# outoard acting funny



## Brett (Jul 16, 2008)

*Re: outboard acting funny*

2 strokes are extremely inefficient when it comes to combustion at low rpms.
Up to 40% of the fuel/oil mix is blown out the exhaust port.
That blue smoke is unburnt oil. If you run your oil mix too rich,
or are choking  the outboard, you'll get the same results.
They aren't called "2 smokes" for nothin'.

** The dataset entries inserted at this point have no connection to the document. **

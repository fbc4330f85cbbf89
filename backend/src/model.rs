use ndarray::{Array1, Array2, Array4, Axis};
use rand::rngs::StdRng;
use rand::{Rng, SeedableRng};
use std::path::PathBuf;
use std::sync::{Arc, Mutex};

use crate::config::ModelConfig;

#[derive(Debug, thiserror::Error)]
pub enum InferenceError {
    #[error("Expected input tensor of shape [1, 3, {expected}, {expected}], got {actual:?}")]
    InvalidShape { expected: usize, actual: Vec<usize> },
    #[error("Input tensor contains values outside [0, 1]")]
    OutOfRange,
    #[error("Model returned {actual} scores, expected {expected}")]
    OutputLength { expected: usize, actual: usize },
    #[error("Model lock poisoned")]
    Poisoned,
    #[error("Model error: {0}")]
    Backend(String),
}

/// Anything that maps a normalised `[1, 3, S, S]` tensor to one score per label.
pub trait ClassifierModel: Send {
    fn forward(&self, tensor: &Array4<f32>) -> Result<Vec<f32>, InferenceError>;
}

#[derive(Debug, Clone, PartialEq, Eq)]
pub enum ModelSource {
    Trained(PathBuf),
    Placeholder { reason: String },
    Injected,
}

/// Shared handle to the loaded classifier. Cloning is cheap; every clone
/// serialises access to the same instance.
#[derive(Clone)]
pub struct Model {
    model: Arc<Mutex<Box<dyn ClassifierModel>>>,
    source: ModelSource,
    input_size: u32,
    num_labels: usize,
}

impl Model {
    /// Loads the trained artifact at `config.path`, or falls back to the
    /// deterministic placeholder when the artifact is missing or unusable.
    pub fn load(config: &ModelConfig, num_labels: usize) -> Self {
        if !config.path.exists() {
            return Self::placeholder(
                config,
                num_labels,
                format!("no model artifact at {}", config.path.display()),
            );
        }

        match load_trained(config) {
            Ok(model) => {
                log::info!("Model loaded successfully from {}", config.path.display());
                Self {
                    model: Arc::new(Mutex::new(model)),
                    source: ModelSource::Trained(config.path.clone()),
                    input_size: config.input_size,
                    num_labels,
                }
            }
            Err(e) => {
                log::error!("Failed to load model from {}: {}", config.path.display(), e);
                Self::placeholder(config, num_labels, e.to_string())
            }
        }
    }

    pub fn placeholder(config: &ModelConfig, num_labels: usize, reason: String) -> Self {
        log::warn!(
            "Using placeholder model ({}); predictions are untrained",
            reason
        );
        Self {
            model: Arc::new(Mutex::new(Box::new(PlaceholderModel::new(
                num_labels,
                config.placeholder_seed,
            )))),
            source: ModelSource::Placeholder { reason },
            input_size: config.input_size,
            num_labels,
        }
    }

    pub fn from_backend(model: Box<dyn ClassifierModel>, input_size: u32, num_labels: usize) -> Self {
        Self {
            model: Arc::new(Mutex::new(model)),
            source: ModelSource::Injected,
            input_size,
            num_labels,
        }
    }

    pub fn source(&self) -> &ModelSource {
        &self.source
    }

    pub fn is_placeholder(&self) -> bool {
        matches!(self.source, ModelSource::Placeholder { .. })
    }

    pub fn input_size(&self) -> u32 {
        self.input_size
    }

    pub fn num_labels(&self) -> usize {
        self.num_labels
    }

    pub fn classify(&self, tensor: &Array4<f32>) -> Result<Vec<f32>, InferenceError> {
        self.validate_input(tensor)?;

        let output = {
            let model = self.model.lock().map_err(|_| InferenceError::Poisoned)?;
            model.forward(tensor)?
        };

        if output.len() != self.num_labels {
            return Err(InferenceError::OutputLength {
                expected: self.num_labels,
                actual: output.len(),
            });
        }
        Ok(output)
    }

    fn validate_input(&self, tensor: &Array4<f32>) -> Result<(), InferenceError> {
        let size = self.input_size as usize;
        if tensor.shape() != [1, 3, size, size] {
            return Err(InferenceError::InvalidShape {
                expected: size,
                actual: tensor.shape().to_vec(),
            });
        }
        if tensor
            .iter()
            .any(|v| !v.is_finite() || *v < 0.0 || *v > 1.0)
        {
            return Err(InferenceError::OutOfRange);
        }
        Ok(())
    }
}

#[cfg(feature = "torch")]
fn load_trained(config: &ModelConfig) -> Result<Box<dyn ClassifierModel>, InferenceError> {
    let model = torch_backend::TorchModel::load(&config.path, config.apply_softmax)?;
    Ok(Box::new(model))
}

#[cfg(not(feature = "torch"))]
fn load_trained(_config: &ModelConfig) -> Result<Box<dyn ClassifierModel>, InferenceError> {
    Err(InferenceError::Backend(
        "built without the `torch` feature".to_string(),
    ))
}

const HIDDEN_UNITS: usize = 128;

/// Untrained stand-in: per-channel global average pool, a ReLU hidden layer
/// and a softmax head, with weights drawn from a seeded RNG.
pub struct PlaceholderModel {
    hidden_weights: Array2<f32>,
    hidden_bias: Array1<f32>,
    output_weights: Array2<f32>,
    output_bias: Array1<f32>,
}

impl PlaceholderModel {
    pub fn new(num_labels: usize, seed: u64) -> Self {
        let mut rng = StdRng::seed_from_u64(seed);

        // Glorot-uniform limits
        let hidden_limit = (6.0 / (3 + HIDDEN_UNITS) as f32).sqrt();
        let hidden_weights = Array2::from_shape_fn((3, HIDDEN_UNITS), |_| {
            rng.random_range(-hidden_limit..hidden_limit)
        });
        let output_limit = (6.0 / (HIDDEN_UNITS + num_labels.max(1)) as f32).sqrt();
        let output_weights = Array2::from_shape_fn((HIDDEN_UNITS, num_labels), |_| {
            rng.random_range(-output_limit..output_limit)
        });

        Self {
            hidden_weights,
            hidden_bias: Array1::zeros(HIDDEN_UNITS),
            output_weights,
            output_bias: Array1::zeros(num_labels),
        }
    }
}

impl ClassifierModel for PlaceholderModel {
    fn forward(&self, tensor: &Array4<f32>) -> Result<Vec<f32>, InferenceError> {
        let pooled = tensor
            .index_axis(Axis(0), 0)
            .mean_axis(Axis(2))
            .and_then(|rows| rows.mean_axis(Axis(1)))
            .ok_or_else(|| InferenceError::Backend("cannot pool an empty tensor".to_string()))?;

        let hidden = (pooled.dot(&self.hidden_weights) + &self.hidden_bias).mapv(|v| v.max(0.0));
        let logits = hidden.dot(&self.output_weights) + &self.output_bias;
        Ok(softmax(&logits.to_vec()))
    }
}

pub fn softmax(logits: &[f32]) -> Vec<f32> {
    let max = logits.iter().copied().fold(f32::NEG_INFINITY, f32::max);
    let exps: Vec<f32> = logits.iter().map(|v| (v - max).exp()).collect();
    let sum: f32 = exps.iter().sum();
    if sum > 0.0 && sum.is_finite() {
        exps.iter().map(|v| v / sum).collect()
    } else {
        vec![1.0 / logits.len().max(1) as f32; logits.len()]
    }
}

#[cfg(feature = "torch")]
mod torch_backend {
    use super::{ClassifierModel, InferenceError};
    use ndarray::Array4;
    use std::path::Path;
    use tch::{CModule, Device, Kind, Tensor, nn::ModuleT};

    pub struct TorchModel {
        module: CModule,
        device: Device,
        apply_softmax: bool,
    }

    impl TorchModel {
        pub fn load(path: &Path, apply_softmax: bool) -> Result<Self, InferenceError> {
            let device = Device::cuda_if_available();
            let module = CModule::load_on_device(path, device)
                .map_err(|e| InferenceError::Backend(e.to_string()))?;
            Ok(Self {
                module,
                device,
                apply_softmax,
            })
        }
    }

    impl ClassifierModel for TorchModel {
        fn forward(&self, tensor: &Array4<f32>) -> Result<Vec<f32>, InferenceError> {
            let (n, c, h, w) = tensor.dim();
            let data: Vec<f32> = tensor.iter().copied().collect();
            let input = Tensor::from_slice(&data)
                .view([n as i64, c as i64, h as i64, w as i64])
                .to_device(self.device);

            let output = self.module.forward_t(&input, false);
            let output = if self.apply_softmax {
                output.softmax(-1, Kind::Float)
            } else {
                output
            };
            let output_flat = output.to_kind(Kind::Float).to_device(Device::Cpu).view([-1]);
            let num_elements = output_flat.size()[0] as usize;
            let mut output_vec = vec![0.0f32; num_elements];
            output_flat.copy_data(&mut output_vec, num_elements);
            Ok(output_vec)
        }
    }
}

To learn about the choke knob, take the cover off your outboard.
Remove the intake cover off the carb, turn your choke knob one direction.
If the butterfly plate rotates and opens the throat of the carb
then you've turned the choke off. If it blocks the throat
then you turned the choke on.


----------



## cantcatchsquat (Jun 16, 2008)

i added a gallon of unmixed gas and my motor couldnt run any better.

thanks brett


----------



## Brett (Jul 16, 2008)

It's extremely important to get the oil/fuel mix correct.
50:1 mix is almost exactly 2.6 ounces of 2 stroke oil per gallon.
Measure when you mix, otherwise too much and you lose power,
too little and you can do severe damage to the internal working components.


----------



## B.Lee (Apr 29, 2008)

The quality of the oil you use can make a difference in the amount of smoke too.

Cheap, Lubrimatic or WalMart brand oil will smoke more, and doesn't burn as clean as a higher quality like Penzoil, Yamalube, Quicksilver, etc. It costs more mostly because it's better quality. 

However, if it's running too rich, it'll smoke no mater what, as it can't burn the excess fuel/oil.


----------